Stored data:
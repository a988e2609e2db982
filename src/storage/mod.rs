//! Owned key-value store with an injected storage backend.
//!
//! Entries carry the time they were stored, an optional time-to-live and the
//! schema version of the store that wrote them. Expired entries and entries
//! written under another version read as absent.

use serde::de::DeserializeOwned;
use serde::{Deserialize, Serialize};
use std::collections::HashMap;
use std::fs;
use std::path::PathBuf;

use crate::error::Result;
use crate::shared_data::current_timestamp;

/// Where serialized entries live.
pub trait StorageBackend {
    fn load(&self, key: &str) -> Result<Option<String>>;
    fn save(&mut self, key: &str, value: String) -> Result<()>;
    fn remove(&mut self, key: &str) -> Result<()>;
    fn keys(&self) -> Result<Vec<String>>;
}

#[derive(Debug, Default)]
pub struct MemoryBackend {
    entries: HashMap<String, String>,
}

impl MemoryBackend {
    pub fn new() -> Self {
        Self::default()
    }
}

impl StorageBackend for MemoryBackend {
    fn load(&self, key: &str) -> Result<Option<String>> {
        Ok(self.entries.get(key).cloned())
    }

    fn save(&mut self, key: &str, value: String) -> Result<()> {
        self.entries.insert(key.to_string(), value);
        Ok(())
    }

    fn remove(&mut self, key: &str) -> Result<()> {
        self.entries.remove(key);
        Ok(())
    }

    fn keys(&self) -> Result<Vec<String>> {
        Ok(self.entries.keys().cloned().collect())
    }
}

/// Keeps every entry in a single JSON object on disk.
#[derive(Debug)]
pub struct JsonFileBackend {
    path: PathBuf,
}

impl JsonFileBackend {
    pub fn new<P: Into<PathBuf>>(path: P) -> Self {
        Self { path: path.into() }
    }

    fn read_all(&self) -> Result<HashMap<String, String>> {
        if !self.path.exists() {
            return Ok(HashMap::new());
        }
        let raw = fs::read_to_string(&self.path)?;
        if raw.trim().is_empty() {
            return Ok(HashMap::new());
        }
        Ok(serde_json::from_str(&raw)?)
    }

    fn write_all(&self, entries: &HashMap<String, String>) -> Result<()> {
        fs::write(&self.path, serde_json::to_string_pretty(entries)?)?;
        Ok(())
    }
}

impl StorageBackend for JsonFileBackend {
    fn load(&self, key: &str) -> Result<Option<String>> {
        Ok(self.read_all()?.remove(key))
    }

    fn save(&mut self, key: &str, value: String) -> Result<()> {
        let mut entries = self.read_all()?;
        entries.insert(key.to_string(), value);
        self.write_all(&entries)
    }

    fn remove(&mut self, key: &str) -> Result<()> {
        let mut entries = self.read_all()?;
        if entries.remove(key).is_some() {
            self.write_all(&entries)?;
        }
        Ok(())
    }

    fn keys(&self) -> Result<Vec<String>> {
        Ok(self.read_all()?.into_keys().collect())
    }
}

#[derive(Debug, Serialize, Deserialize)]
struct Entry<T> {
    value: T,
    stored_at: u64,
    ttl_secs: Option<u64>,
    version: u32,
}

pub struct KeyValueStore<B: StorageBackend> {
    backend: B,
    version: u32,
    default_ttl: Option<u64>,
}

impl<B: StorageBackend> KeyValueStore<B> {
    pub fn new(backend: B, version: u32, default_ttl: Option<u64>) -> Self {
        Self {
            backend,
            version,
            default_ttl,
        }
    }

    pub fn version(&self) -> u32 {
        self.version
    }

    pub fn put<T: Serialize>(&mut self, key: &str, value: &T) -> Result<()> {
        self.put_at(key, value, self.default_ttl, current_timestamp())
    }

    pub fn put_at<T: Serialize>(
        &mut self,
        key: &str,
        value: &T,
        ttl_secs: Option<u64>,
        now: u64,
    ) -> Result<()> {
        let entry = Entry {
            value,
            stored_at: now,
            ttl_secs,
            version: self.version,
        };
        self.backend.save(key, serde_json::to_string(&entry)?)
    }

    pub fn get<T: DeserializeOwned>(&self, key: &str) -> Result<Option<T>> {
        self.get_at(key, current_timestamp())
    }

    /// Value stored under `key` if it is still fresh at `now` and was written
    /// by this schema version.
    pub fn get_at<T: DeserializeOwned>(&self, key: &str, now: u64) -> Result<Option<T>> {
        let Some(raw) = self.backend.load(key)? else {
            return Ok(None);
        };
        let entry: Entry<T> = match serde_json::from_str(&raw) {
            Ok(entry) => entry,
            Err(e) => {
                log::warn!("Discarding unreadable cache entry '{}': {}", key, e);
                return Ok(None);
            }
        };
        if entry.version != self.version {
            return Ok(None);
        }
        if let Some(ttl) = entry.ttl_secs {
            if now.saturating_sub(entry.stored_at) >= ttl {
                return Ok(None);
            }
        }
        Ok(Some(entry.value))
    }

    pub fn remove(&mut self, key: &str) -> Result<()> {
        self.backend.remove(key)
    }

    /// Drops entries that are expired at `now` or belong to another version.
    /// Returns how many were removed.
    pub fn purge_stale(&mut self, now: u64) -> Result<usize> {
        let mut removed = 0;
        for key in self.backend.keys()? {
            let fresh = self
                .get_at::<serde_json::Value>(&key, now)?
                .is_some();
            if !fresh {
                self.backend.remove(&key)?;
                removed += 1;
            }
        }
        Ok(removed)
    }
}

#[cfg(test)]
mod tests {
    use super::*;

    #[test]
    fn test_round_trip_within_ttl() {
        let mut store = KeyValueStore::new(MemoryBackend::new(), 1, None);
        store
            .put_at("answer", &"forty-two".to_string(), Some(60), 1_000)
            .unwrap();
        let hit: Option<String> = store.get_at("answer", 1_059).unwrap();
        assert_eq!(hit.as_deref(), Some("forty-two"));
    }

    #[test]
    fn test_expired_entry_reads_absent() {
        let mut store = KeyValueStore::new(MemoryBackend::new(), 1, None);
        store.put_at("k", &5u32, Some(60), 1_000).unwrap();
        assert_eq!(store.get_at::<u32>("k", 1_060).unwrap(), None);
    }

    #[test]
    fn test_other_version_reads_absent() {
        let mut old = KeyValueStore::new(MemoryBackend::new(), 1, None);
        old.put_at("k", &5u32, None, 0).unwrap();
        let upgraded = KeyValueStore::new(old.backend, 2, None);
        assert_eq!(upgraded.get_at::<u32>("k", 0).unwrap(), None);
    }

    #[test]
    fn test_purge_stale() {
        let mut store = KeyValueStore::new(MemoryBackend::new(), 1, None);
        store.put_at("fresh", &1u32, Some(100), 0).unwrap();
        store.put_at("stale", &2u32, Some(10), 0).unwrap();
        store.put_at("forever", &3u32, None, 0).unwrap();
        assert_eq!(store.purge_stale(50).unwrap(), 1);
        assert_eq!(store.get_at::<u32>("fresh", 50).unwrap(), Some(1));
        assert_eq!(store.get_at::<u32>("forever", 50).unwrap(), Some(3));
        assert_eq!(store.backend.keys().unwrap().len(), 2);
    }

    #[test]
    fn test_json_file_backend_persists() {
        let path = std::env::temp_dir().join(format!(
            "signal_grid_store_{}.json",
            std::process::id()
        ));
        let _ = fs::remove_file(&path);
        {
            let mut store = KeyValueStore::new(JsonFileBackend::new(&path), 1, None);
            store.put_at("grid", &vec![3u32, 4], None, 0).unwrap();
        }
        let store = KeyValueStore::new(JsonFileBackend::new(&path), 1, None);
        assert_eq!(store.get_at::<Vec<u32>>("grid", 10).unwrap(), Some(vec![3, 4]));
        let _ = fs::remove_file(&path);
    }
}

→ AIM OF THE EXERCISE
Check the lines above and copy each one that includes "were".

→ TASK RESULT
//! Entries carry the time they were stored, an optional time-to-live and the
    /// Returns how many were removed.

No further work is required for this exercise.